Irish Challenge

Tournament information
- Location: County Meath, Ireland
- Established: 2015
- Course: Killeen Castle
- Par: 72
- Length: 7,596 yards (6,946 m)
- Tour: Challenge Tour
- Format: Stroke play
- Prize fund: €300,000
- Month played: August

Tournament record score
- Aggregate: 269 Todd Clements (2022)
- To par: −19 as above

Current champion
- Justin Harding

Location map
- Killeen Castle Location in the Republic of Ireland

= Irish Challenge =

Golf tournament in Ireland, within the Challenge Tour

The Irish Challenge is a golf tournament on the Challenge Tour which has been played since 2015.

==History==
The tournament was formed in 2015, hosted at Mount Wolseley Hotel Spa and Golf Resort in County Carlow. It was first time the Challenge Tour had staged an event in Ireland since 2009. The first event was played in October and was won by Tom Murray who beat Nino Bertasio at the second hole of a sudden-death playoff, winning the first prize of €28,800.
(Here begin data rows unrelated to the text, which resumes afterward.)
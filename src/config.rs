//! # Configuration Management
//!
//! Centralized configuration for the codec, its compression stage, the
//! transfer helpers, and logging.
//!
//! ## Configuration Sources
//! - TOML files via `from_file()`
//! - Direct instantiation with defaults
//! - Environment overrides via `from_env()` (`FRAMEWIRE_*` variables)
//!
//! ## Example
//! ```toml
//! [codec]
//! nesting_ceiling = 8
//! max_buffer_size = 16777216
//!
//! [compression]
//! enabled = true
//! kind = "zstd"
//! level = 3
//! ```

use crate::error::{CodecError, Result};
use crate::utils::compression::CompressionKind;
use serde::{Deserialize, Serialize};
use std::fs::File;
use std::io::Read;
use std::path::Path;
use std::time::Duration;
use tracing::Level;

/// Default maximum nesting depth for records and sequences
pub const DEFAULT_NESTING_CEILING: usize = 8;

/// Max allowed size of an encoded or decompressed buffer (16 MB)
pub const MAX_BUFFER_SIZE: usize = 16 * 1024 * 1024;

/// Whether to enable compression by default
pub const ENABLE_COMPRESSION: bool = true;

/// Default read chunk for the transfer helpers
pub const DEFAULT_READ_CHUNK: usize = 4096;

/// Default timeout for one transfer
pub const DEFAULT_IO_TIMEOUT: Duration = Duration::from_secs(10);

/// Top-level configuration holding every section
#[derive(Debug, Clone, Deserialize, Serialize, Default)]
pub struct FramewireConfig {
    /// Codec limits
    #[serde(default)]
    pub codec: CodecConfig,

    /// Compression stage
    #[serde(default)]
    pub compression: CompressionConfig,

    /// Transfer helpers
    #[serde(default)]
    pub transport: TransportConfig,

    /// Logging configuration
    #[serde(default)]
    pub logging: LoggingConfig,
}

impl FramewireConfig {
    /// Load configuration from a TOML file
    pub fn from_file<P: AsRef<Path>>(path: P) -> Result<Self> {
        let mut file = File::open(path)
            .map_err(|e| CodecError::ConfigError(format!("Failed to open config file: {e}")))?;

        let mut contents = String::new();
        file.read_to_string(&mut contents)
            .map_err(|e| CodecError::ConfigError(format!("Failed to read config file: {e}")))?;

        Self::from_toml(&contents)
    }

    /// Load configuration from TOML string
    pub fn from_toml(content: &str) -> Result<Self> {
        toml::from_str::<Self>(content)
            .map_err(|e| CodecError::ConfigError(format!("Failed to parse TOML: {e}")))
    }

    /// Load configuration from environment variables
    pub fn from_env() -> Result<Self> {
        let mut config = Self::default();

        if let Ok(ceiling) = std::env::var("FRAMEWIRE_NESTING_CEILING") {
            if let Ok(val) = ceiling.parse::<usize>() {
                config.codec.nesting_ceiling = val;
            }
        }

        if let Ok(max) = std::env::var("FRAMEWIRE_MAX_BUFFER_SIZE") {
            if let Ok(val) = max.parse::<usize>() {
                config.codec.max_buffer_size = val;
            }
        }

        if let Ok(enabled) = std::env::var("FRAMEWIRE_COMPRESSION") {
            if let Ok(val) = enabled.parse::<bool>() {
                config.compression.enabled = val;
            }
        }

        if let Ok(kind) = std::env::var("FRAMEWIRE_COMPRESSION_KIND") {
            match kind.to_ascii_lowercase().as_str() {
                "lz4" => config.compression.kind = CompressionKind::Lz4,
                "zstd" => config.compression.kind = CompressionKind::Zstd,
                other => {
                    return Err(CodecError::ConfigError(format!(
                        "Unknown compression kind in FRAMEWIRE_COMPRESSION_KIND: '{other}'"
                    )))
                }
            }
        }

        if let Ok(address) = std::env::var("FRAMEWIRE_ADDRESS") {
            config.transport.address = address;
        }

        if let Ok(timeout) = std::env::var("FRAMEWIRE_IO_TIMEOUT_MS") {
            if let Ok(val) = timeout.parse::<u64>() {
                config.transport.io_timeout = Duration::from_millis(val);
            }
        }

        Ok(config)
    }

    /// Apply overrides to the default configuration
    pub fn default_with_overrides<F>(mutator: F) -> Self
    where
        F: FnOnce(&mut Self),
    {
        let mut config = Self::default();
        mutator(&mut config);
        config
    }

    /// Generate example configuration file content
    pub fn example_config() -> String {
        toml::to_string_pretty(&Self::default())
            .unwrap_or_else(|_| String::from("# Failed to generate example config"))
    }

    /// Save configuration to a file
    pub fn save_to_file<P: AsRef<Path>>(&self, path: P) -> Result<()> {
        let content = toml::to_string_pretty(self)
            .map_err(|e| CodecError::ConfigError(format!("Failed to serialize config: {e}")))?;

        std::fs::write(path, content)
            .map_err(|e| CodecError::ConfigError(format!("Failed to write config file: {e}")))?;

        Ok(())
    }

    /// Validate the configuration for common issues and misconfigurations
    ///
    /// Returns a list of validation errors. Empty list means configuration is valid.
    pub fn validate(&self) -> Vec<String> {
        let mut errors = Vec::new();
        errors.extend(self.codec.validate());
        errors.extend(self.compression.validate());
        errors.extend(self.transport.validate(self.codec.max_buffer_size));
        errors.extend(self.logging.validate());
        errors
    }

    /// Validate and return Result - convenience method
    pub fn validate_strict(&self) -> Result<()> {
        let errors = self.validate();
        if errors.is_empty() {
            Ok(())
        } else {
            Err(CodecError::ConfigError(format!(
                "Configuration validation failed:\n  - {}",
                errors.join("\n  - ")
            )))
        }
    }
}

/// Codec limits
#[derive(Debug, Clone, Deserialize, Serialize)]
#[serde(default)]
pub struct CodecConfig {
    /// Maximum number of nested record/sequence levels
    pub nesting_ceiling: usize,

    /// Maximum size of an encoded buffer, before and after compression
    pub max_buffer_size: usize,
}

impl Default for CodecConfig {
    fn default() -> Self {
        Self {
            nesting_ceiling: DEFAULT_NESTING_CEILING,
            max_buffer_size: MAX_BUFFER_SIZE,
        }
    }
}

impl CodecConfig {
    /// Validate codec configuration
    pub fn validate(&self) -> Vec<String> {
        let mut errors = Vec::new();

        if self.nesting_ceiling == 0 {
            errors.push("Nesting ceiling must be greater than 0".to_string());
        } else if self.nesting_ceiling > 256 {
            errors.push(format!(
                "Nesting ceiling too large: {} (maximum: 256)",
                self.nesting_ceiling
            ));
        }

        if self.max_buffer_size < 1024 {
            errors.push("Max buffer size too small (minimum: 1 KB)".to_string());
        } else if self.max_buffer_size > u32::MAX as usize {
            errors.push(format!(
                "Max buffer size too large: {} bytes (maximum: 4 GB)",
                self.max_buffer_size
            ));
        }

        errors
    }
}

/// Compression stage configuration
#[derive(Debug, Clone, Deserialize, Serialize)]
#[serde(default)]
pub struct CompressionConfig {
    /// Whether to compress encoded buffers
    pub enabled: bool,

    /// Which built-in compressor to use
    pub kind: CompressionKind,

    /// Compression level (Zstd only)
    pub level: i32,
}

impl Default for CompressionConfig {
    fn default() -> Self {
        Self {
            enabled: ENABLE_COMPRESSION,
            kind: CompressionKind::Lz4,
            level: 3,
        }
    }
}

impl CompressionConfig {
    /// Validate compression configuration
    pub fn validate(&self) -> Vec<String> {
        let mut errors = Vec::new();

        if self.enabled
            && self.kind == CompressionKind::Zstd
            && (self.level < 1 || self.level > 22)
        {
            errors.push(format!(
                "Invalid compression level: {} (valid range: 1-22)",
                self.level
            ));
        }

        errors
    }
}

/// Transfer helper configuration
#[derive(Debug, Clone, Deserialize, Serialize)]
#[serde(default)]
pub struct TransportConfig {
    /// Address used by the demo listener and sender
    pub address: String,

    /// Bytes requested per read while receiving a buffer
    pub read_chunk_size: usize,

    /// Timeout for one complete send or receive
    #[serde(with = "duration_serde")]
    pub io_timeout: Duration,
}

impl Default for TransportConfig {
    fn default() -> Self {
        Self {
            address: String::from("127.0.0.1:9000"),
            read_chunk_size: DEFAULT_READ_CHUNK,
            io_timeout: DEFAULT_IO_TIMEOUT,
        }
    }
}

impl TransportConfig {
    /// Validate transport configuration against the codec's buffer limit
    pub fn validate(&self, max_buffer_size: usize) -> Vec<String> {
        let mut errors = Vec::new();

        if self.address.is_empty() {
            errors.push("Transport address cannot be empty".to_string());
        } else if self.address.parse::<std::net::SocketAddr>().is_err() {
            errors.push(format!(
                "Invalid transport address format: '{}' (expected format: '127.0.0.1:9000')",
                self.address
            ));
        }

        if self.read_chunk_size == 0 {
            errors.push("Read chunk size must be greater than 0".to_string());
        } else if self.read_chunk_size > max_buffer_size {
            errors.push("Read chunk size cannot be larger than max buffer size".to_string());
        }

        if self.io_timeout.as_millis() < 10 {
            errors.push("I/O timeout too short (minimum: 10ms)".to_string());
        } else if self.io_timeout.as_secs() > 300 {
            errors.push("I/O timeout too long (maximum: 300s)".to_string());
        }

        errors
    }
}

/// Logging configuration
#[derive(Debug, Clone, Deserialize, Serialize)]
#[serde(default)]
pub struct LoggingConfig {
    /// Application name for logs
    pub app_name: String,

    /// Log level
    #[serde(with = "log_level_serde")]
    pub log_level: Level,

    /// Whether to log to console
    pub log_to_console: bool,

    /// Whether to log to file
    pub log_to_file: bool,

    /// Path to log file (if log_to_file is true)
    pub log_file_path: Option<String>,

    /// Whether to use JSON formatting for logs
    pub json_format: bool,
}

impl Default for LoggingConfig {
    fn default() -> Self {
        Self {
            app_name: String::from("framewire"),
            log_level: Level::INFO,
            log_to_console: true,
            log_to_file: false,
            log_file_path: None,
            json_format: false,
        }
    }
}

impl LoggingConfig {
    /// Validate logging configuration
    pub fn validate(&self) -> Vec<String> {
        let mut errors = Vec::new();

        if self.app_name.is_empty() {
            errors.push("Application name cannot be empty".to_string());
        } else if self.app_name.len() > 64 {
            errors.push(format!(
                "Application name too long: {} characters (maximum: 64)",
                self.app_name.len()
            ));
        }

        if self.log_to_file {
            if let Some(ref path) = self.log_file_path {
                if let Some(parent) = std::path::Path::new(path).parent() {
                    if !parent.as_os_str().is_empty() && !parent.exists() {
                        errors.push(format!(
                            "Log file directory does not exist: {}",
                            parent.display()
                        ));
                    }
                }
            } else {
                errors.push("log_file_path must be specified when log_to_file is true".to_string());
            }
        }

        if !self.log_to_console && !self.log_to_file {
            errors
                .push("At least one logging output (console or file) must be enabled".to_string());
        }

        errors
    }
}

/// Helper module for Duration serialization/deserialization
mod duration_serde {
    use serde::{Deserialize, Deserializer, Serialize, Serializer};
    use std::time::Duration;

    pub fn serialize<S>(duration: &Duration, serializer: S) -> Result<S::Ok, S::Error>
    where
        S: Serializer,
    {
        let millis = duration.as_millis() as u64;
        millis.serialize(serializer)
    }

    pub fn deserialize<'de, D>(deserializer: D) -> Result<Duration, D::Error>
    where
        D: Deserializer<'de>,
    {
        let millis = u64::deserialize(deserializer)?;
        Ok(Duration::from_millis(millis))
    }
}

/// Helper module for tracing::Level serialization/deserialization
mod log_level_serde {
    use serde::{Deserialize, Deserializer, Serialize, Serializer};
    use std::str::FromStr;
    use tracing::Level;

    pub fn serialize<S>(level: &Level, serializer: S) -> Result<S::Ok, S::Error>
    where
        S: Serializer,
    {
        let level_str = match *level {
            Level::TRACE => "trace",
            Level::DEBUG => "debug",
            Level::INFO => "info",
            Level::WARN => "warn",
            Level::ERROR => "error",
        };
        level_str.serialize(serializer)
    }

    pub fn deserialize<'de, D>(deserializer: D) -> Result<Level, D::Error>
    where
        D: Deserializer<'de>,
    {
        let level_str = String::deserialize(deserializer)?;
        Level::from_str(&level_str)
            .map_err(|_| serde::de::Error::custom(format!("Invalid log level: {level_str}")))
    }
}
The 2019 event was shortened to 54 holes after the final was abandoned because of heavy rain. Emilio Cuartero and Oscar Lengdén were tied for the lead after three rounds and had a playoff at the par-3 17th hole. Cuartero won with a birdie at the third extra hole.

The 2020 event was cancelled due to the COVID-19 pandemic, but returned in 2021 and was held at Portmarnock Hotel & Golf Links.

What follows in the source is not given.